If you're following ML research then you're probably well aware of two most popular libraries out there, Google's TensorFlow and a relative newcomer to the field but rapidly gaining widespread acceptance, Facebook's PyTorch.

The reason why PyTorch has gained so much ground on TensorFlow is in dynamic nature of that library. TensorFlow started as a static graph library (which is easier to optimize) and PyTorch went with dynamically allocated graphs and NumPy (read PDL) style of programming (with a robust GPU support and auto-differentiation of the gradients) that is as easy to debug as an ordinary Python's code.

Of course nor TF nor PyTorch are against common sense compromises and TF recently added dynamic style via tf.eager package and PyTorch is working on getting to 'low memory usage, high speed, ready for production' kinda state.
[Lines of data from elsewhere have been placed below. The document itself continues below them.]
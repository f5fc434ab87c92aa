// Copyright 2026 The SlipShark Project
// SPDX-License-Identifier: Apache-2.0

// Terminal chat client for the research relay.
//
// Reads questions from stdin, spends one daily query per question, and
// prints the answer as it streams. Once the quota is gone the prompt
// switches to waitlist signup.

use clap::Parser;
use slipshark::client::{ClientError, StreamingCallbacks, StreamingClient};
use slipshark::config::SecretString;
use slipshark::rate_limit::RateLimiter;
use slipshark::session::{user_friendly_error, ChatSession};
use slipshark::storage::{resolve_store_path, FileStore, KeyValueStore, MemoryStore};
use slipshark::waitlist::{join_waitlist, RestWaitlist};

use std::future::Future;
use std::io::Write;
use std::sync::Arc;
use tokio::io::{AsyncBufReadExt, BufReader};
use tokio_stream::wrappers::LinesStream;
use tokio_stream::{Stream, StreamExt};
use tokio_util::sync::CancellationToken;

#[derive(Parser)]
#[command(name = "slipshark-chat", about = "Ask the SlipShark research assistant")]
struct Cli {
    /// Relay endpoint URL
    #[arg(
        long,
        default_value = "http://127.0.0.1:8787/api/research",
        env = "SLIPSHARK_RELAY_URL"
    )]
    relay_url: String,

    /// Path of the quota store (defaults to $SLIPSHARK_STORE or the data dir)
    #[arg(long)]
    store: Option<String>,

    /// Queries allowed per local calendar day
    #[arg(long, default_value_t = slipshark::rate_limit::DAILY_QUERY_LIMIT, env = "SLIPSHARK_DAILY_LIMIT")]
    daily_limit: u32,

    /// Base URL of the waitlist datastore
    #[arg(long, env = "SLIPSHARK_WAITLIST_URL")]
    waitlist_url: Option<String>,

    /// Public key for the waitlist datastore
    #[arg(long, env = "SLIPSHARK_WAITLIST_KEY", hide_env_values = true)]
    waitlist_key: Option<String>,

    /// Ask one question and exit
    #[arg(long)]
    query: Option<String>,
}

/// Prints chunks as they arrive while the session keeps the transcript.
struct TerminalView<'a> {
    session: &'a mut ChatSession,
}

impl StreamingCallbacks for TerminalView<'_> {
    fn on_chunk(&mut self, chunk: &str) {
        print!("{chunk}");
        let _ = std::io::stdout().flush();
        self.session.on_chunk(chunk);
    }

    fn on_error(&mut self, error: ClientError) {
        println!("\n{}", user_friendly_error(&error));
        self.session.on_error(error);
    }

    fn on_complete(&mut self, full_response: String) {
        println!();
        self.session.on_complete(full_response);
    }
}

struct App {
    client: StreamingClient,
    limiter: RateLimiter,
    waitlist: Option<RestWaitlist>,
    session: ChatSession,
    waitlist_mode: bool,
}

impl App {
    async fn ask(&mut self, question: &str) {
        if self.session.submit_user_message(question).is_none() {
            return;
        }

        match self.limiter.try_consume_one() {
            Ok(true) => {}
            Ok(false) => {
                self.session.record_limit_reached(self.limiter.daily_limit());
                if let Some(notice) = self.session.messages().last() {
                    println!("{}", notice.content);
                }
                self.waitlist_mode = true;
                return;
            }
            Err(e) => {
                tracing::error!(error = %e, "failed to record query");
                println!("Error: could not record query usage ({e})");
                return;
            }
        }

        self.session.begin_response();

        // Ctrl-C stops the current answer, not the program.
        let cancel = CancellationToken::new();
        let trigger = cancel.clone();
        let watcher = tokio::spawn(async move {
            ctrl_c().await;
            trigger.cancel();
        });

        let mut view = TerminalView {
            session: &mut self.session,
        };
        self.client
            .send_query_cancellable(question, &mut view, &cancel)
            .await;
        watcher.abort();

        let remaining = self.limiter.remaining_queries();
        println!("[{remaining} of {} queries left today]", self.limiter.daily_limit());
        if remaining == 0 {
            self.waitlist_mode = true;
        }
    }

    async fn submit_email(&mut self, email: &str) {
        let Some(waitlist) = &self.waitlist else {
            println!("The waitlist is not configured. Set SLIPSHARK_WAITLIST_URL and SLIPSHARK_WAITLIST_KEY.");
            self.waitlist_mode = false;
            return;
        };

        match join_waitlist(waitlist, email).await {
            Ok(()) => {
                println!("Thanks! You're on the waitlist.");
                self.waitlist_mode = false;
            }
            Err(e) => {
                tracing::debug!(error = %e, "waitlist signup failed");
                println!("{}", e.user_message());
            }
        }
    }

    fn prompt(&self) {
        if self.waitlist_mode {
            print!("email (or /back)> ");
        } else {
            print!("> ");
        }
        let _ = std::io::stdout().flush();
    }
}

#[tokio::main]
async fn main() {
    tracing_subscriber::fmt()
        .with_env_filter(tracing_subscriber::EnvFilter::from_default_env())
        .with_writer(std::io::stderr)
        .init();

    let cli = Cli::parse();

    let store: Arc<dyn KeyValueStore> = match resolve_store_path(cli.store.as_deref()) {
        Some(path) => {
            tracing::debug!(path = %path.display(), "using file store");
            Arc::new(FileStore::new(path))
        }
        None => {
            tracing::warn!("no data directory found, quota will not survive restarts");
            Arc::new(MemoryStore::new())
        }
    };

    let waitlist = match (cli.waitlist_url, cli.waitlist_key) {
        (Some(url), Some(key)) => Some(RestWaitlist::new(
            reqwest::Client::new(),
            url,
            SecretString::new(key),
        )),
        _ => None,
    };

    let mut app = App {
        client: StreamingClient::http(cli.relay_url),
        limiter: RateLimiter::new(store).with_limit(cli.daily_limit),
        waitlist,
        session: ChatSession::new(),
        waitlist_mode: false,
    };

    if let Some(question) = cli.query {
        app.ask(&question).await;
        return;
    }

    println!(
        "SlipShark research. {} of {} queries left today. /waitlist to join the waitlist, /quit to exit.",
        app.limiter.remaining_queries(),
        app.limiter.daily_limit()
    );

    let mut lines = LinesStream::new(BufReader::new(tokio::io::stdin()).lines());
    app.prompt();
    loop {
        let line = match next_input(&mut lines, ctrl_c()).await {
            Input::Line(line) => line,
            Input::Interrupted => {
                println!();
                break;
            }
            Input::Closed => break,
        };
        let input = line.trim();

        match input {
            "" => {}
            "/quit" => break,
            "/waitlist" => app.waitlist_mode = true,
            "/back" => app.waitlist_mode = false,
            _ if app.waitlist_mode => app.submit_email(input).await,
            _ => app.ask(input).await,
        }
        app.prompt();
    }
}

/// What the idle prompt received.
#[derive(Debug, PartialEq)]
enum Input {
    Line(String),
    Interrupted,
    Closed,
}

/// Wait for the next line or an interrupt, whichever comes first.
///
/// Once any Ctrl-C listener has been created tokio owns SIGINT for the rest
/// of the process, so the idle prompt must listen too or Ctrl-C stops
/// quitting the program.
async fn next_input<L, I>(lines: &mut L, interrupt: I) -> Input
where
    L: Stream<Item = std::io::Result<String>> + Unpin,
    I: Future<Output = ()>,
{
    tokio::select! {
        biased;
        _ = interrupt => Input::Interrupted,
        line = lines.next() => match line {
            Some(Ok(line)) => Input::Line(line),
            Some(Err(e)) => {
                tracing::error!(error = %e, "failed to read stdin");
                Input::Closed
            }
            None => Input::Closed,
        },
    }
}

/// Resolves on Ctrl-C. Never resolves if the listener cannot be installed.
async fn ctrl_c() {
    if let Err(e) = tokio::signal::ctrl_c().await {
        tracing::warn!(error = %e, "cannot listen for Ctrl-C");
        std::future::pending::<()>().await;
    }
}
Apache MXNet, that in its turn is supported by Amazon (but started as free software project in academia), is relatively less popular. I am not sure what is the reason for that, I'd err on herd mentality, perception over reality, that kinda stuff. Perl has suffered from undeserved overly negative perception as a 'write only' language and whatever is actual reality does not seem to matter much.

MXNet stays for MiXNet, that is a mix of static(symbolic) and dynamic(tensor) style of programming from get go, this is the philosophy of the lib. You can be flexible and code absolutely whatever you want with raw tensors (NDArrays in MXNet) or you can go strict symbolic style and the lib will mercilessly optimize the execution of your graph, reducing memory usage and make the training/inference as efficient and speedy as possible. Check it out on google, MXNet consistently beats other libs over various benchmarks.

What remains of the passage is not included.